Data extracted from a collection:

//! # asp-refs
//!
//! Parses and formats `space:` reference strings and their embedded
//! selector text. This crate owns the grammar only — resolving a
//! selector to a commit is [`asp-resolver`](../asp_resolver/index.html)'s job.
//!
//! ```text
//! ref        := "space:" (projectRef | pathRef | plainRef)
//! plainRef   := id ("@" selectorText)?
//! projectRef := "project:" id ("@" selectorText)?
//! pathRef    := "path:" nonAtPath "@" selectorText
//! id         := [a-z0-9]+ ("-" [a-z0-9]+)*        ; length 1..64
//! ```
//!
//! Selector text is resolved by longest-match priority: literal `dev`,
//! literal `HEAD`, `git:<sha>`, a `^`/`~` semver range, an exact semver,
//! otherwise a dist-tag name.

use asp_types::ids::SpaceId;
use asp_types::selector::{RefKind, Selector, SpaceRef};

#[derive(Debug, Clone, thiserror::Error)]
pub enum RefParseError {
    #[error("reference {value:?} must start with `space:`")]
    MissingPrefix { value: String },
    #[error("reference {value:?} is missing a space id")]
    EmptyId { value: String },
    #[error("reference {value:?} has invalid space id: {reason}")]
    InvalidId { value: String, reason: String },
    #[error("path reference {value:?} is missing a required `@<selector>` suffix")]
    MissingSelectorForPath { value: String },
    #[error("reference {value:?} has an empty path")]
    EmptyPath { value: String },
}

/// Parse a `space:` reference string.
pub fn parse(s: &str) -> Result<SpaceRef, RefParseError> {
    let rest = s.strip_prefix("space:").ok_or_else(|| RefParseError::MissingPrefix { value: s.to_string() })?;

    if let Some(rest) = rest.strip_prefix("project:") {
        let (id_text, selector_text) = split_id_and_selector(rest);
        let id = parse_id(s, id_text)?;
        let (selector, defaulted) = resolve_selector_text(selector_text);
        return Ok(SpaceRef {
            kind: RefKind::Project,
            id,
            selector,
            selector_text: selector_text.map(str::to_string),
            defaulted_to_dev: defaulted,
        });
    }

    if let Some(rest) = rest.strip_prefix("path:") {
        let (path_text, selector_text) = rest
            .split_once('@')
            .ok_or_else(|| RefParseError::MissingSelectorForPath { value: s.to_string() })?;
        if path_text.is_empty() {
            return Err(RefParseError::EmptyPath { value: s.to_string() });
        }
        let id = SpaceId::from_path_segment(
            path_text.rsplit('/').find(|seg| !seg.is_empty()).unwrap_or(path_text),
        );
        let (selector, _) = resolve_selector_text(Some(selector_text));
        return Ok(SpaceRef {
            kind: RefKind::Path(path_text.to_string()),
            id,
            selector,
            selector_text: Some(selector_text.to_string()),
            defaulted_to_dev: false,
        });
    }

    let (id_text, selector_text) = split_id_and_selector(rest);
    let id = parse_id(s, id_text)?;
    let (selector, defaulted) = resolve_selector_text(selector_text);
    Ok(SpaceRef {
        kind: RefKind::Plain,
        id,
        selector,
        selector_text: selector_text.map(str::to_string),
        defaulted_to_dev: defaulted,
    })
}

fn parse_id(original: &str, id_text: &str) -> Result<SpaceId, RefParseError> {
    if id_text.is_empty() {
        return Err(RefParseError::EmptyId { value: original.to_string() });
    }
    SpaceId::parse(id_text).map_err(|e| RefParseError::InvalidId {
        value: original.to_string(),
        reason: e.reason.to_string(),
    })
}

fn split_id_and_selector(rest: &str) -> (&str, Option<&str>) {
    match rest.split_once('@') {
        Some((id, sel)) => (id, Some(sel)),
        None => (rest, None),
    }
}

/// Resolve selector text by longest-match priority. Returns
/// `(selector, defaulted_to_dev)`.
fn resolve_selector_text(text: Option<&str>) -> (Selector, bool) {
    let Some(text) = text else {
        return (Selector::Dev, true);
    };
    if text == "dev" {
        return (Selector::Dev, false);
    }
    if text == "HEAD" {
        return (Selector::Head, false);
    }
    if let Some(sha) = text.strip_prefix("git:") {
        if (7..=64).contains(&sha.len()) && sha.bytes().all(|b| b.is_ascii_hexdigit()) {
            return (Selector::GitPin(sha.to_string()), false);
        }
    }
    if text.starts_with('^') || text.starts_with('~') {
        return (
            Selector::Semver {
                range: text.to_string(),
                exact: false,
            },
            false,
        );
    }
    if semver::Version::parse(text).is_ok() {
        return (
            Selector::Semver {
                range: text.to_string(),
                exact: true,
            },
            false,
        );
    }
    (Selector::DistTag(text.to_string()), false)
}

/// Re-render a parsed reference back into its canonical string form.
/// `P1`: for any valid ref string with an explicit selector,
/// `format(parse(s)) == s`.
pub fn format(r: &SpaceRef) -> String {
    let mut out = String::from("space:");
    match &r.kind {
        RefKind::Plain => {}
        RefKind::Project => out.push_str("project:"),
        RefKind::Path(path) => {
            out.push_str("path:");
            out.push_str(path);
            out.push('@');
            out.push_str(r.selector_text.as_deref().unwrap_or(""));
            return out;
        }
    }
    out.push_str(r.id.as_str());
    if let Some(sel) = &r.selector_text {
        out.push('@');
        out.push_str(sel);
    }
    out
}

#[cfg(test)]
mod tests {
    use super::*;

    #[test]
    fn plain_ref_defaults_to_dev() {
        let r = parse("space:base").unwrap();
        assert_eq!(r.kind, RefKind::Plain);
        assert!(r.defaulted_to_dev);
        assert_eq!(r.selector, Selector::Dev);
    }

    #[test]
    fn explicit_selectors_classify_correctly() {
        assert_eq!(parse("space:base@dev").unwrap().selector, Selector::Dev);
        assert_eq!(parse("space:base@HEAD").unwrap().selector, Selector::Head);
        assert_eq!(
            parse("space:base@git:abcdef1").unwrap().selector,
            Selector::GitPin("abcdef1".to_string())
        );
        assert_eq!(
            parse("space:base@^1.2.0").unwrap().selector,
            Selector::Semver { range: "^1.2.0".to_string(), exact: false }
        );
        assert_eq!(
            parse("space:base@1.2.0").unwrap().selector,
            Selector::Semver { range: "1.2.0".to_string(), exact: true }
        );
        assert_eq!(
            parse("space:base@stable").unwrap().selector,
            Selector::DistTag("stable".to_string())
        );
    }

    #[test]
    fn project_and_path_refs() {
        let r = parse("space:project:base@stable").unwrap();
        assert_eq!(r.kind, RefKind::Project);

        let r = parse("space:path:spaces/demo@dev").unwrap();
        match &r.kind {
            RefKind::Path(p) => assert_eq!(p, "spaces/demo"),
            _ => panic!("expected path ref"),
        }
        assert_eq!(r.id.as_str(), "demo");
    }

    #[test]
    fn path_ref_requires_selector() {
        assert!(parse("space:path:spaces/demo").is_err());
    }

    #[test]
    fn rejects_bad_prefix_and_ids() {
        assert!(parse("foo:base").is_err());
        assert!(parse("space:Base").is_err());
        assert!(parse(&format!("space:{}", "a".repeat(65))).is_err());
    }

    proptest::proptest! {
        #[test]
        fn round_trip_plain_refs_with_explicit_selector(
            id in "[a-z0-9]([a-z0-9]{0,10}(-[a-z0-9]{1,10}){0,3})?",
            selector in "dev|HEAD|stable|[0-9]\\.[0-9]\\.[0-9]",
        ) {
            let s = format!("space:{id}@{selector}");
            let parsed = parse(&s).unwrap();
            proptest::prop_assert_eq!(format(&parsed), s);
        }
    }
}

_Assigned task_:
Locate and copy each line in the data above that includes the word "MissingSelectorForPath".

_Response area_:
    MissingSelectorForPath { value: String },
            .ok_or_else(|| RefParseError::MissingSelectorForPath { value: s.to_string() })?;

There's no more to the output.